An image from a news story has stuck in my mind: white men openly carrying their firearms around the streets of Ferguson, seeing themselves as a volunteer militia protecting the city from looters and villains.

I imagined myself in their shoes; imagined how I would be seen. I compared that image to Michael Brown. The question of policing reframed in my mind. The world turned upside down.

I remembered the Metallica and Guns-n-Roses concert in Denver in 1992. Body Count opened the show. For their final song they performed the controversial song, Cop Killer. wikipedia

Ice-T tried to get the Mile High Stadium crowd to chant along with the lyric "fuck the police." I remember feeling confused, not understanding why the band were so angry at the police. Then I noticed one of my friends being equally angry, but angry at Ice-T, not the police.

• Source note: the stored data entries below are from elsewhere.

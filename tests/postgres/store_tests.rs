//! Store behaviour against a real `PostgreSQL` database.

use crate::postgres::helpers::{agent, prepare_store};
use atelier::agent::{
    domain::{AgentId, AgentName, DeploymentTarget},
    ports::{AgentRepository, AgentRepositoryError},
};
use atelier::release::{
    domain::{
        AgentVersion, ArtifactUri, DeployOutcome, DeployRef, Deployment, DeploymentStatus,
        ImageTag, VersionNumber, VersionStatus, DEFAULT_IMAGE_PREFIX,
    },
    ports::{DeploymentCommit, ReleaseRepository, ReleaseRepositoryError},
};
use atelier::store::PostgresStore;
use eyre::{Result, eyre};
use mockable::DefaultClock;
use rstest::rstest;
use std::sync::Arc;

async fn built_version(
    store: &PostgresStore,
    agent_id: &AgentId,
    name: &AgentName,
) -> Result<AgentVersion> {
    let number = store.allocate_next_version(agent_id).await?;
    let tag = ImageTag::for_version(DEFAULT_IMAGE_PREFIX, agent_id, name, number)?;
    let mut version = AgentVersion::new(
        agent_id.clone(),
        number,
        tag.clone(),
        DeploymentTarget::Local,
        &DefaultClock,
    );
    version.mark_built(ArtifactUri::new(format!("local://{tag}")), &DefaultClock)?;
    store.insert_version(&version).await?;
    Ok(version)
}

fn deployment_commit(version: &AgentVersion, reference: &str) -> Result<DeploymentCommit> {
    let mut deployed = version.clone();
    deployed.mark_deployed(DeployRef::new(reference), &DefaultClock)?;
    let deployment = Deployment::new(
        &deployed,
        DeploymentTarget::Local,
        DeployOutcome {
            endpoint_url: "http://localhost/api/v1/agents/agent-demo".to_owned(),
            deploy_ref: DeployRef::new(reference),
            router_id: Some("agent-demo".to_owned()),
        },
        &DefaultClock,
    );
    Ok(DeploymentCommit {
        deployment,
        version: deployed,
        superseded: None,
    })
}

#[rstest]
#[tokio::test(flavor = "multi_thread")]
async fn agent_round_trips_through_jsonb_columns() -> Result<()> {
    let Some(prepared) = prepare_store()? else {
        return Ok(());
    };
    let demo = agent("demo", "Demo Agent")?;

    prepared.store.create(&demo).await?;
    let found = prepared
        .store
        .find_by_id(demo.id())
        .await?
        .ok_or_else(|| eyre!("agent should exist"))?;

    assert_eq!(found.name(), demo.name());
    assert_eq!(found.engine_config(), demo.engine_config());
    assert_eq!(found.retrieval(), demo.retrieval());
    assert_eq!(found.deployment(), demo.deployment());
    Ok(())
}

#[rstest]
#[tokio::test(flavor = "multi_thread")]
async fn duplicate_name_maps_to_typed_error() -> Result<()> {
    let Some(prepared) = prepare_store()? else {
        return Ok(());
    };
    prepared.store.create(&agent("first", "shared")?).await?;

    let result = prepared.store.create(&agent("second", "shared")?).await;

    assert!(matches!(
        result,
        Err(AgentRepositoryError::DuplicateAgentName(_))
    ));
    Ok(())
}

#[rstest]
#[tokio::test(flavor = "multi_thread")]
async fn concurrent_allocation_never_repeats_a_number() -> Result<()> {
    let Some(prepared) = prepare_store()? else {
        return Ok(());
    };
    let demo = agent("demo", "demo")?;
    prepared.store.create(&demo).await?;
    let store = Arc::new(prepared.store.clone());

    let handles: Vec<_> = (0..12)
        .map(|_| {
            let repo = Arc::clone(&store);
            let id = demo.id().clone();
            tokio::spawn(async move { repo.allocate_next_version(&id).await })
        })
        .collect();
    let mut numbers = Vec::new();
    for handle in handles {
        numbers.push(handle.await??.value());
    }
    numbers.sort_unstable();

    assert_eq!(numbers, (1..=12).collect::<Vec<u32>>());
    Ok(())
}

#[rstest]
#[tokio::test(flavor = "multi_thread")]
async fn duplicate_version_number_is_a_conflict() -> Result<()> {
    let Some(prepared) = prepare_store()? else {
        return Ok(());
    };
    let demo = agent("demo", "demo")?;
    prepared.store.create(&demo).await?;
    let first = built_version(&prepared.store, demo.id(), demo.name()).await?;

    let mut clash = AgentVersion::new(
        demo.id().clone(),
        first.version(),
        first.image_tag().clone(),
        DeploymentTarget::Local,
        &DefaultClock,
    );
    clash.mark_built(ArtifactUri::new("local://clash"), &DefaultClock)?;
    let result = prepared.store.insert_version(&clash).await;

    assert!(matches!(
        result,
        Err(ReleaseRepositoryError::VersionConflict { .. })
    ));
    Ok(())
}

#[rstest]
#[tokio::test(flavor = "multi_thread")]
async fn new_deployment_stops_the_previous_one() -> Result<()> {
    let Some(prepared) = prepare_store()? else {
        return Ok(());
    };
    let demo = agent("demo", "demo")?;
    prepared.store.create(&demo).await?;
    let v1 = built_version(&prepared.store, demo.id(), demo.name()).await?;
    let v2 = built_version(&prepared.store, demo.id(), demo.name()).await?;

    prepared
        .store
        .record_deployment(&deployment_commit(&v1, "c1")?)
        .await?;
    let second = deployment_commit(&v2, "c2")?;
    prepared.store.record_deployment(&second).await?;

    let deployments = prepared.store.list_deployments(demo.id()).await?;
    let statuses: Vec<_> = deployments.iter().map(Deployment::status).collect();
    assert_eq!(
        statuses,
        vec![DeploymentStatus::Running, DeploymentStatus::Stopped]
    );
    let running = prepared
        .store
        .find_running_deployment(demo.id())
        .await?
        .ok_or_else(|| eyre!("one deployment should run"))?;
    assert_eq!(running.id(), second.deployment.id());
    let stored = prepared
        .store
        .find_version(demo.id(), VersionNumber::new(2)?)
        .await?
        .ok_or_else(|| eyre!("v2 should exist"))?;
    assert_eq!(stored.status(), VersionStatus::Deployed);
    assert_eq!(stored.deploy_ref(), Some(&DeployRef::new("c2")));
    Ok(())
}

#[rstest]
#[tokio::test(flavor = "multi_thread")]
async fn commit_for_unknown_version_writes_nothing() -> Result<()> {
    let Some(prepared) = prepare_store()? else {
        return Ok(());
    };
    let demo = agent("demo", "demo")?;
    prepared.store.create(&demo).await?;
    let v1 = built_version(&prepared.store, demo.id(), demo.name()).await?;
    prepared
        .store
        .record_deployment(&deployment_commit(&v1, "c1")?)
        .await?;

    let number = prepared.store.allocate_next_version(demo.id()).await?;
    let mut ghost = AgentVersion::new(
        demo.id().clone(),
        number,
        v1.image_tag().clone(),
        DeploymentTarget::Local,
        &DefaultClock,
    );
    ghost.mark_built(ArtifactUri::new("local://ghost"), &DefaultClock)?;
    let result = prepared
        .store
        .record_deployment(&deployment_commit(&ghost, "c2")?)
        .await;

    assert!(matches!(
        result,
        Err(ReleaseRepositoryError::VersionNotFound(_))
    ));
    let deployments = prepared.store.list_deployments(demo.id()).await?;
    assert_eq!(deployments.len(), 1);
    assert!(
        deployments
            .iter()
            .all(|deployment| deployment.status() == DeploymentStatus::Running)
    );
    Ok(())
}

#[rstest]
#[tokio::test(flavor = "multi_thread")]
async fn deleting_an_agent_cascades() -> Result<()> {
    let Some(prepared) = prepare_store()? else {
        return Ok(());
    };
    let demo = agent("demo", "demo")?;
    prepared.store.create(&demo).await?;
    let v1 = built_version(&prepared.store, demo.id(), demo.name()).await?;
    prepared
        .store
        .record_deployment(&deployment_commit(&v1, "c1")?)
        .await?;

    prepared.store.delete(demo.id()).await?;

    assert!(prepared.store.list_versions(demo.id()).await?.is_empty());
    assert!(prepared.store.list_deployments(demo.id()).await?.is_empty());
    assert!(matches!(
        prepared.store.allocate_next_version(demo.id()).await,
        Err(ReleaseRepositoryError::AgentNotFound(_))
    ));
    Ok(())
}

He wasn't alone. The stadium wasn't full yet, but some among the crowd boo'd the song. A stadium full of mostly suburban white kids, and among them mostly young men, there wasn't a lot of common ground between the band's experience with the police and the crowd's.

It was protests of the killing of Michael Brown that helped me understand Ice-T's anger at the police. I could have walked around Ferguson, MO amid the protest and unrest, and I could openly carry a firearm, and even sing Cop Killer at the top of my lungs. I would be seen as exercising my First and Second Amendment Rights. But if Ice-T showed up and sang his own song, even without a firearm, he would almost certainly be shot and killed. And he would be seen as inciting violence.

As a white man, I get to enjoy The Bill of Rights. As a black man, he does not. It's like we don't live under the same Constitution. The de facto truth is there is no equal protection under the law.